Mythical. Spiritual. Allegorical. Symbolic.

No single adjective can adequately characterize Inuit art.

Art created by the Indigenous inhabitants of the Arctic regions of Greenland, Canada and Alaska depicts a visual vocabulary of an ancient symbolic language – a narrative vocabulary born of collective memory,
oral storytelling and deeply rooted tradition. Paradoxically, some Inuit art may be perceived as being simultaneously simple and complex, historic and contemporary or benevolent and menacing.

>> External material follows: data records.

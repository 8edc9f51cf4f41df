use crate::catalog::Dataset;
use crate::catalog::work::normalize_term;
use crate::config::GridConfig;

#[derive(Debug, Clone, Copy, PartialEq, Eq, Hash)]
pub enum FilterKey {
    All,
    Year(i32),
}

impl FilterKey {
    pub fn label(self) -> String {
        match self {
            Self::All => "All".to_string(),
            Self::Year(year) => year.to_string(),
        }
    }

    pub fn admits(self, year: i32) -> bool {
        match self {
            Self::All => true,
            Self::Year(wanted) => wanted == year,
        }
    }
}

#[derive(Debug, Clone, Copy, PartialEq, Eq)]
pub enum PageEntry {
    Page(usize),
    Ellipsis,
}

#[derive(Debug, Clone, Copy, PartialEq, Eq)]
pub enum GridMove {
    Left,
    Right,
    Up,
    Down,
}

/// Filtered, searched and paginated view over the dataset.
#[derive(Debug, Clone)]
pub struct GridView {
    filter: FilterKey,
    term: String,
    items: Vec<usize>,
    page: usize,
    page_size: usize,
    columns: usize,
    max_visible_pages: usize,
    selection: usize,
    current: Option<usize>,
}

impl GridView {
    pub fn new(dataset: &Dataset, config: &GridConfig) -> Self {
        let mut view = Self {
            filter: FilterKey::All,
            term: String::new(),
            items: Vec::new(),
            page: 1,
            page_size: config.page_size.max(1),
            columns: config.columns.max(1),
            max_visible_pages: config.max_visible_pages.max(1),
            selection: 0,
            current: None,
        };
        view.recompute(dataset);
        view
    }

    pub fn set_filter(&mut self, dataset: &Dataset, key: FilterKey) {
        self.filter = key;
        self.recompute(dataset);
    }

    /// Narrows the active filter set. An empty term restores the whole filter set.
    pub fn search(&mut self, dataset: &Dataset, term: &str) {
        self.term = normalize_term(term);
        self.recompute(dataset);
    }

    pub fn set_page(&mut self, page: usize) -> bool {
        if page < 1 || page > self.page_count() || page == self.page {
            return false;
        }
        self.page = page;
        self.selection = 0;
        true
    }

    pub fn next_page(&mut self) -> bool {
        self.set_page(self.page + 1)
    }

    pub fn prev_page(&mut self) -> bool {
        self.page > 1 && self.set_page(self.page - 1)
    }

    /// Never less than one, even for an empty result.
    pub fn page_count(&self) -> usize {
        self.items.len().div_ceil(self.page_size).max(1)
    }

    pub fn page_items(&self) -> &[usize] {
        let start = (self.page - 1) * self.page_size;
        let end = (start + self.page_size).min(self.items.len());
        self.items.get(start..end).unwrap_or(&[])
    }

    pub fn move_selection(&mut self, direction: GridMove) {
        let visible = self.page_items().len();
        if visible == 0 {
            return;
        }
        let current = self.selection.min(visible - 1);
        self.selection = match direction {
            GridMove::Left => current.saturating_sub(1),
            GridMove::Right => (current + 1).min(visible - 1),
            GridMove::Up => current.checked_sub(self.columns).unwrap_or(current),
            GridMove::Down => {
                let below = current + self.columns;
                if below < visible { below } else { current }
            }
        };
    }

    pub fn select(&mut self, offset: usize) -> bool {
        if offset >= self.page_items().len() {
            return false;
        }
        self.selection = offset;
        true
    }

    pub fn selected_work(&self) -> Option<usize> {
        self.page_items().get(self.selection).copied()
    }

    /// The full filtered list plus the absolute index of the selected tile.
    pub fn open_selected(&self) -> Option<(Vec<usize>, usize)> {
        self.open_at(self.selection)
    }

    pub fn open_at(&self, offset: usize) -> Option<(Vec<usize>, usize)> {
        if offset >= self.page_items().len() {
            return None;
        }
        let index = (self.page - 1) * self.page_size + offset;
        Some((self.items.clone(), index))
    }

    pub fn page_window(&self) -> Vec<PageEntry> {
        page_window(self.page, self.page_count(), self.max_visible_pages)
    }

    pub fn filter(&self) -> FilterKey {
        self.filter
    }

    pub fn term(&self) -> &str {
        &self.term
    }

    pub fn items(&self) -> &[usize] {
        &self.items
    }

    pub fn page(&self) -> usize {
        self.page
    }

    pub fn columns(&self) -> usize {
        self.columns
    }

    pub fn selection(&self) -> usize {
        self.selection
    }

    /// Remembers the work last shown by the hero or the lightbox.
    pub fn mark_current(&mut self, work: usize) {
        self.current = Some(work);
    }

    pub fn is_current(&self, work: usize) -> bool {
        self.current == Some(work)
    }

    fn recompute(&mut self, dataset: &Dataset) {
        let filter = self.filter;
        let term = self.term.as_str();
        self.items = dataset
            .works()
            .iter()
            .enumerate()
            .filter(|(_, work)| filter.admits(work.year) && work.matches_term(term))
            .map(|(idx, _)| idx)
            .collect();
        self.page = 1;
        self.selection = 0;
    }
}

/// Filter keys: "All" followed by distinct years, newest first.
pub fn filter_keys(dataset: &Dataset) -> Vec<FilterKey> {
    std::iter::once(FilterKey::All)
        .chain(dataset.years_desc().into_iter().map(FilterKey::Year))
        .collect()
}

/// Page buttons around `current`, with first/last pages and ellipses for gaps.
pub fn page_window(current: usize, total: usize, max_visible: usize) -> Vec<PageEntry> {
    if total <= 1 {
        return Vec::new();
    }
    let max_visible = max_visible.max(1);
    let mut start = current.saturating_sub(max_visible / 2).max(1);
    let end = (start + max_visible - 1).min(total);
    if end - start < max_visible - 1 {
        start = (end + 1).saturating_sub(max_visible).max(1);
    }

    let mut entries = Vec::with_capacity(max_visible + 4);
    if start > 1 {
        entries.push(PageEntry::Page(1));
        if start > 2 {
            entries.push(PageEntry::Ellipsis);
        }
    }
    entries.extend((start..=end).map(PageEntry::Page));
    if end < total {
        if end < total - 1 {
            entries.push(PageEntry::Ellipsis);
        }
        entries.push(PageEntry::Page(total));
    }
    entries
}

#[cfg(test)]
mod tests {
    use super::{FilterKey, GridMove, GridView, PageEntry, filter_keys, page_window};
    use crate::catalog::Dataset;
    use crate::catalog::work::sample_work;
    use crate::config::GridConfig;

    fn dataset() -> Dataset {
        let mut works = Vec::new();
        for idx in 0..5 {
            works.push(sample_work(&format!("w23-{idx}"), &format!("Study {idx}"), 2023));
        }
        let mut ocean = sample_work("ocean", "Ocean Depths", 2024);
        ocean.medium = "Acrylic".to_string();
        works.push(ocean);
        let mut coast = sample_work("coast", "Coastline", 2024);
        coast.description = Some("Salt breeze".to_string());
        works.push(coast);
        let mut old_ocean = sample_work("old-ocean", "Ocean Morning", 2022);
        old_ocean.medium = "Ink".to_string();
        works.push(old_ocean);
        Dataset::from_works(works)
    }

    fn small_pages() -> GridConfig {
        GridConfig {
            page_size: 2,
            columns: 2,
            max_visible_pages: 5,
        }
    }

    #[test]
    fn search_composes_with_year_filter() {
        let dataset = dataset();
        let mut grid = GridView::new(&dataset, &GridConfig::default());
        grid.set_filter(&dataset, FilterKey::Year(2024));
        grid.search(&dataset, "ocean");

        let titles = grid
            .items()
            .iter()
            .filter_map(|idx| dataset.get(*idx))
            .map(|work| work.title.as_str())
            .collect::<Vec<_>>();
        assert_eq!(titles, vec!["Ocean Depths"]);

        grid.search(&dataset, " BREEZE");
        assert_eq!(grid.items(), &[6]);

        grid.search(&dataset, "");
        assert_eq!(grid.items(), &[5, 6]);
    }

    #[test]
    fn filter_change_reapplies_term_and_resets_page() {
        let dataset = dataset();
        let mut grid = GridView::new(&dataset, &small_pages());
        assert!(grid.set_page(3));
        grid.search(&dataset, "ocean");
        assert_eq!(grid.page(), 1);

        grid.set_filter(&dataset, FilterKey::Year(2022));
        assert_eq!(grid.items(), &[7]);
        assert_eq!(grid.page(), 1);
        assert_eq!(grid.term(), "ocean");
    }

    #[test]
    fn set_page_ignores_out_of_range() {
        let dataset = dataset();
        let mut grid = GridView::new(&dataset, &small_pages());
        assert_eq!(grid.page_count(), 4);
        assert!(!grid.set_page(0));
        assert!(!grid.set_page(5));
        assert!(grid.set_page(4));
        assert_eq!(grid.page_items(), &[6, 7]);
        assert!(!grid.next_page());
        assert!(grid.prev_page());
        assert_eq!(grid.page(), 3);
    }

    #[test]
    fn empty_result_still_has_one_page() {
        let dataset = dataset();
        let mut grid = GridView::new(&dataset, &small_pages());
        grid.search(&dataset, "nothing matches this");
        assert_eq!(grid.page_count(), 1);
        assert!(grid.page_items().is_empty());
        assert_eq!(grid.open_selected(), None);
    }

    #[test]
    fn open_selected_passes_filtered_list_and_absolute_index() {
        let dataset = dataset();
        let mut grid = GridView::new(&dataset, &small_pages());
        grid.set_filter(&dataset, FilterKey::Year(2023));
        assert!(grid.set_page(2));
        grid.move_selection(GridMove::Right);

        let (items, index) = grid.open_selected().expect("selection should open");
        assert_eq!(items, vec![0, 1, 2, 3, 4]);
        assert_eq!(index, 3);
        assert_eq!(grid.selected_work(), Some(3));
    }

    #[test]
    fn selection_moves_over_column_layout() {
        let dataset = dataset();
        let config = GridConfig {
            page_size: 12,
            columns: 3,
            max_visible_pages: 5,
        };
        let mut grid = GridView::new(&dataset, &config);
        grid.move_selection(GridMove::Down);
        assert_eq!(grid.selection(), 3);
        grid.move_selection(GridMove::Down);
        assert_eq!(grid.selection(), 6);
        grid.move_selection(GridMove::Down);
        assert_eq!(grid.selection(), 6);
        grid.move_selection(GridMove::Right);
        grid.move_selection(GridMove::Right);
        assert_eq!(grid.selection(), 7);
        grid.move_selection(GridMove::Up);
        assert_eq!(grid.selection(), 4);
    }

    #[test]
    fn filter_keys_list_years_newest_first() {
        assert_eq!(
            filter_keys(&dataset()),
            vec![
                FilterKey::All,
                FilterKey::Year(2024),
                FilterKey::Year(2023),
                FilterKey::Year(2022)
            ]
        );
    }

    #[test]
    fn page_window_adds_edges_and_ellipses() {
        use PageEntry::{Ellipsis, Page};

        assert!(page_window(1, 1, 5).is_empty());
        assert_eq!(
            page_window(1, 3, 5),
            vec![Page(1), Page(2), Page(3)]
        );
        assert_eq!(
            page_window(1, 10, 5),
            vec![Page(1), Page(2), Page(3), Page(4), Page(5), Ellipsis, Page(10)]
        );
        assert_eq!(
            page_window(6, 10, 5),
            vec![
                Page(1),
                Ellipsis,
                Page(4),
                Page(5),
                Page(6),
                Page(7),
                Page(8),
                Ellipsis,
                Page(10)
            ]
        );
        assert_eq!(
            page_window(10, 10, 5),
            vec![Page(1), Ellipsis, Page(6), Page(7), Page(8), Page(9), Page(10)]
        );
        assert_eq!(
            page_window(3, 6, 5),
            vec![Page(1), Page(2), Page(3), Page(4), Page(5), Page(6)]
        );
    }
}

Undeniably though, Inuit art is an expression of a resilient people with a long, rich history of creativity dating back thousands of years while navigating through intense nomadic migrations and cultural interchanges.

 

Most contemporary Inuit art echoes historic precedent by depicting narrative or illustrative subject matter inspired by the powerful physical and spiritual relationships that bind Inuit society to a harsh environment.
Recognizable themes are preoccupied with survival – the traditional practices of hunting and seasonal migration, the central role played by the animals of the North with whom the Inuit share the land and depend
upon as a food source, the spirits of those animals and the shamans and mythologies that form links to an omnipresent spirit world.

 

Although some iconographic and thematic elements found in early Inuit art continue to appear in the work of many practising Inuit artists today, that is where the similarity ends. Inspiration has been recalibrated – it still taps into the traditional realm of Inuit cultural identity – but importantly, now it encourages highly individualistic styles, symbolism and subject matter.

 

All three Inuit artists featured in this exhibition, Abraham Ruben, Billy Merkosak and Irene Avaalaaqiaq, share strong ties to their traditional roots. Their vivid imaginations are ignited by sparks of the same inherent
muse; but each artist interprets ancestral myths and cultural intersections uniquely in their work as a personal response to their cultural identity.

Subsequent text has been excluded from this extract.